Swedish research, presented at a US conference, found that marriage or having a partner halved the risk of developing dementia.
Scientists believe social interaction between couples may ward off illness.
The Alzheimer's Research Trust said the results were worrying, given the high divorce rates in the UK.
These findings are particularly worrying for the UK - a society with a high divorce rate, marriage at an all-time low, and ageing population.
The study by the Karolinska Institute suggested that the problem might be even greater for some people.
Divorcees who remained single, they noticed, had a trebled risk of dementia, while those widowed at a young age who stayed single faced a six times greater chance.
The research looked at 1,449 people from a Finnish database, who were asked about their relationship status in mid-life, then revisited 21 years later to see if they had developed dementia.
In total, 139 of them had some sort of cognitive impairment, and Alzheimer's had been diagnosed in 48 of these.
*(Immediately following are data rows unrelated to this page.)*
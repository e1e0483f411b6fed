//! Crawler module for fetching sources and feeding the index
//!
//! This module contains the crawling plumbing, including:
//! - HTTP fetching and failure classification
//! - HTML parsing for page metadata and repository listings
//! - Overall crawl coordination

mod coordinator;
mod fetcher;
mod parser;

pub use coordinator::{crawl_sources, Coordinator};
pub use fetcher::{build_http_client, fetch_text, user_agent_string, FetchFailure};
pub use parser::{extract_relative_links, parse_page_metadata, PageMetadata};

use crate::config::Config;
use crate::output::CrawlReport;
use crate::sources::SourceKind;
use crate::WebdexError;

/// Runs a complete crawl operation
///
/// This is the main entry point for starting a crawl. It will:
/// 1. Build the HTTP client
/// 2. Read each configured URL list
/// 3. Fetch every source through its adapter
/// 4. Merge each record into its index as it arrives
///
/// # Arguments
///
/// * `config` - The crawler configuration
/// * `only` - Restrict the run to a single source family
pub async fn crawl(config: Config, only: Option<SourceKind>) -> Result<CrawlReport, WebdexError> {
    Coordinator::new(config)?.run(only).await
}
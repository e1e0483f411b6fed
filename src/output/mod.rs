//! Output module for crawl summaries
//!
//! This module handles:
//! - Tallying per-family crawl outcomes, including skipped items
//! - Summarising the contents of index files
//! - Printing both for operators

pub mod stats;

pub use stats::{
    load_index_statistics, print_index_statistics, print_statistics, CrawlReport,
    CrawlStatistics, IndexStatistics,
};
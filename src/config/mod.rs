//! Configuration module for Webdex
//!
//! This module handles loading, parsing, and validating TOML configuration files.
//!
//! # Example
//!
//! ```no_run
//! use webdex::config::load_config;
//! use std::path::Path;
//!
//! let config = load_config(Path::new("webdex.toml")).unwrap();
//! println!("Pages will be indexed into: {}", config.output.page_index.display());
//! ```

mod parser;
mod types;
mod validation;

// Re-export types
pub use types::{
    Config, IndexConfig, OutputConfig, RepositoryConfig, SourcesConfig, UserAgentConfig,
};

// Re-export parser functions
pub use parser::{load_config, parse_config};
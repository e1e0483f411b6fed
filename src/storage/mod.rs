//! Storage module for the page index
//!
//! This module owns the uniform page record shape produced by every source
//! adapter, the policy for merging two records that share a link, and the
//! JSON file store that persists the index between runs.

mod json;
mod merge;
mod traits;

pub use json::JsonIndexStore;
pub use merge::{merge_records, ScalarMerge};
pub use traits::{IndexStore, StorageError, StorageResult, UpsertOutcome};

use serde::{Deserialize, Deserializer, Serialize};

/// A single indexed page
///
/// A leaf record carries its own title and description; a container record
/// (a repository root) carries child references in `pages` instead. The
/// `link` is the identity key of the index.
#[derive(Debug, Clone, PartialEq, Eq, Serialize, Deserialize)]
pub struct PageRecord {
    pub link: String,

    #[serde(
        default,
        deserialize_with = "empty_as_none",
        skip_serializing_if = "Option::is_none"
    )]
    pub title: Option<String>,

    #[serde(
        default,
        deserialize_with = "empty_as_none",
        skip_serializing_if = "Option::is_none"
    )]
    pub description: Option<String>,

    #[serde(default, skip_serializing_if = "Vec::is_empty")]
    pub pages: Vec<ChildPage>,
}

/// A reference from a container record to one of its children
#[derive(Debug, Clone, PartialEq, Eq, Serialize, Deserialize)]
pub struct ChildPage {
    pub link: String,

    #[serde(
        default,
        deserialize_with = "empty_as_none",
        skip_serializing_if = "Option::is_none"
    )]
    pub title: Option<String>,
}

impl PageRecord {
    /// Creates a leaf record; empty title or description become absent
    pub fn leaf(
        link: impl Into<String>,
        title: impl Into<String>,
        description: impl Into<String>,
    ) -> Self {
        Self {
            link: link.into(),
            title: non_empty(title.into()),
            description: non_empty(description.into()),
            pages: Vec::new(),
        }
    }

    /// Creates a container record with no title or description of its own
    pub fn container(link: impl Into<String>, pages: Vec<ChildPage>) -> Self {
        Self {
            link: link.into(),
            title: None,
            description: None,
            pages,
        }
    }

    /// Title, or `""` when absent
    pub fn title(&self) -> &str {
        self.title.as_deref().unwrap_or_default()
    }

    /// Description, or `""` when absent
    pub fn description(&self) -> &str {
        self.description.as_deref().unwrap_or_default()
    }

    pub fn is_container(&self) -> bool {
        !self.pages.is_empty()
    }
}

impl ChildPage {
    pub fn new(link: impl Into<String>) -> Self {
        Self {
            link: link.into(),
            title: None,
        }
    }

    pub fn with_title(link: impl Into<String>, title: impl Into<String>) -> Self {
        Self {
            link: link.into(),
            title: non_empty(title.into()),
        }
    }
}

/// Maps an empty string to `None`
pub(crate) fn non_empty(value: String) -> Option<String> {
    if value.is_empty() {
        None
    } else {
        Some(value)
    }
}

fn empty_as_none<'de, D>(deserializer: D) -> Result<Option<String>, D::Error>
where
    D: Deserializer<'de>,
{
    let value = Option::<String>::deserialize(deserializer)?;
    Ok(value.and_then(non_empty))
}
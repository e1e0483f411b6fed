//! Storage traits and error types
//!
//! This module defines the trait interface for index backends and
//! associated error types.

use crate::storage::PageRecord;
use std::path::PathBuf;
use thiserror::Error;

/// Errors that can occur during storage operations
#[derive(Debug, Error)]
pub enum StorageError {
    #[error("Failed to read index {path}: {source}")]
    Read {
        path: PathBuf,
        source: std::io::Error,
    },

    #[error("Failed to write index {path}: {source}")]
    Write {
        path: PathBuf,
        source: std::io::Error,
    },

    #[error("Index {path} is not a valid page list: {source}")]
    Corrupt {
        path: PathBuf,
        source: serde_json::Error,
    },

    #[error("Serialization error: {0}")]
    Serialization(#[from] serde_json::Error),
}

/// Result type for storage operations
pub type StorageResult<T> = Result<T, StorageError>;

/// What an upsert did to the index
#[derive(Debug, Clone, Copy, PartialEq, Eq)]
pub enum UpsertOutcome {
    /// The link was new and the record was appended
    Inserted,
    /// The link already existed and the records were merged
    Merged,
}

/// Trait for index backend implementations
///
/// Every mutating call is a complete read-modify-write cycle against the
/// backing store, so a record is durable as soon as `upsert` returns.
pub trait IndexStore {
    /// Loads every record in insertion order
    ///
    /// A store that has never been written is empty, not an error.
    fn load(&self) -> StorageResult<Vec<PageRecord>>;

    /// Finds the record with the given link
    fn find_by_link(&self, link: &str) -> StorageResult<Option<PageRecord>> {
        Ok(self.load()?.into_iter().find(|record| record.link == link))
    }

    /// Merges `record` into an existing record with the same link, or appends it
    fn upsert(&mut self, record: PageRecord) -> StorageResult<UpsertOutcome>;

    /// Replaces the full contents of the store
    fn save(&mut self, records: &[PageRecord]) -> StorageResult<()>;
}
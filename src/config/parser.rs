use crate::config::types::Config;
use crate::config::validation::validate;
use crate::ConfigError;
use std::path::Path;

/// Loads and parses a configuration file from the given path
///
/// # Arguments
///
/// * `path` - Path to the TOML configuration file
///
/// # Returns
///
/// * `Ok(Config)` - Successfully loaded and validated configuration
/// * `Err(ConfigError)` - Failed to load, parse, or validate the configuration
pub fn load_config(path: &Path) -> Result<Config, ConfigError> {
    let content = std::fs::read_to_string(path)?;
    parse_config(&content)
}

/// Parses and validates configuration from TOML text
pub fn parse_config(content: &str) -> Result<Config, ConfigError> {
    let config: Config = toml::from_str(content)?;
    validate(&config)?;
    Ok(config)
}
use crate::config::types::{Config, OutputConfig, RepositoryConfig, SourcesConfig, UserAgentConfig};
use crate::ConfigError;
use url::Url;

/// Validates the entire configuration
pub fn validate(config: &Config) -> Result<(), ConfigError> {
    validate_user_agent_config(&config.user_agent)?;
    validate_sources_config(&config.sources)?;
    validate_output_config(&config.output)?;
    validate_repository_config(&config.repository)?;
    Ok(())
}

/// Validates user agent configuration
fn validate_user_agent_config(config: &UserAgentConfig) -> Result<(), ConfigError> {
    // Validate crawler name: non-empty, alphanumeric + hyphens only
    if config.crawler_name.is_empty() {
        return Err(ConfigError::Validation(
            "crawler_name cannot be empty".to_string(),
        ));
    }

    if !config
        .crawler_name
        .chars()
        .all(|c| c.is_alphanumeric() || c == '-')
    {
        return Err(ConfigError::Validation(format!(
            "crawler_name must contain only alphanumeric characters and hyphens, got '{}'",
            config.crawler_name
        )));
    }

    Url::parse(&config.contact_url)
        .map_err(|e| ConfigError::InvalidUrl(format!("Invalid contact_url: {}", e)))?;

    validate_email(&config.contact_email)?;

    Ok(())
}

/// Validates that there is something to crawl
fn validate_sources_config(config: &SourcesConfig) -> Result<(), ConfigError> {
    if config.configured_count() == 0 {
        return Err(ConfigError::Validation(
            "at least one of sources.feeds, sources.sitemaps or sources.repositories must be set"
                .to_string(),
        ));
    }

    Ok(())
}

/// Validates output configuration
fn validate_output_config(config: &OutputConfig) -> Result<(), ConfigError> {
    if config.page_index.as_os_str().is_empty() {
        return Err(ConfigError::Validation(
            "page_index cannot be empty".to_string(),
        ));
    }

    if config.repository_index.as_os_str().is_empty() {
        return Err(ConfigError::Validation(
            "repository_index cannot be empty".to_string(),
        ));
    }

    Ok(())
}

/// Validates repository listing configuration
fn validate_repository_config(config: &RepositoryConfig) -> Result<(), ConfigError> {
    let url = Url::parse(&config.host_root).map_err(|e| {
        ConfigError::InvalidUrl(format!("Invalid host_root '{}': {}", config.host_root, e))
    })?;

    if url.scheme() != "http" && url.scheme() != "https" {
        return Err(ConfigError::Validation(format!(
            "host_root '{}' must use http or https",
            config.host_root
        )));
    }

    if url.host_str().is_none() {
        return Err(ConfigError::Validation(format!(
            "host_root '{}' has no host",
            config.host_root
        )));
    }

    Ok(())
}

/// Basic email validation
fn validate_email(email: &str) -> Result<(), ConfigError> {
    if email.is_empty() {
        return Err(ConfigError::Validation(
            "contact_email cannot be empty".to_string(),
        ));
    }

    let parts: Vec<&str> = email.split('@').collect();
    if parts.len() != 2 {
        return Err(ConfigError::Validation(format!(
            "Invalid email format: '{}'",
            email
        )));
    }

    let local = parts[0];
    let domain = parts[1];

    if local.is_empty() || domain.is_empty() {
        return Err(ConfigError::Validation(format!(
            "Invalid email format: '{}'",
            email
        )));
    }

    if !domain.contains('.') {
        return Err(ConfigError::Validation(format!(
            "Invalid email domain: '{}'",
            email
        )));
    }

    Ok(())
}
Even after other factors which might have an impact on dementia were adjusted for, the study consistently showed people with partners as less prone to the illness.
"Living in a couple relationship is normally one of the most intense forms of social and intellectual stimulation. If social and cognitive challenges can protect against dementia, so should living as a couple," BBC quoted Dr Krister Hakansson, the study's lead researcher, as saying.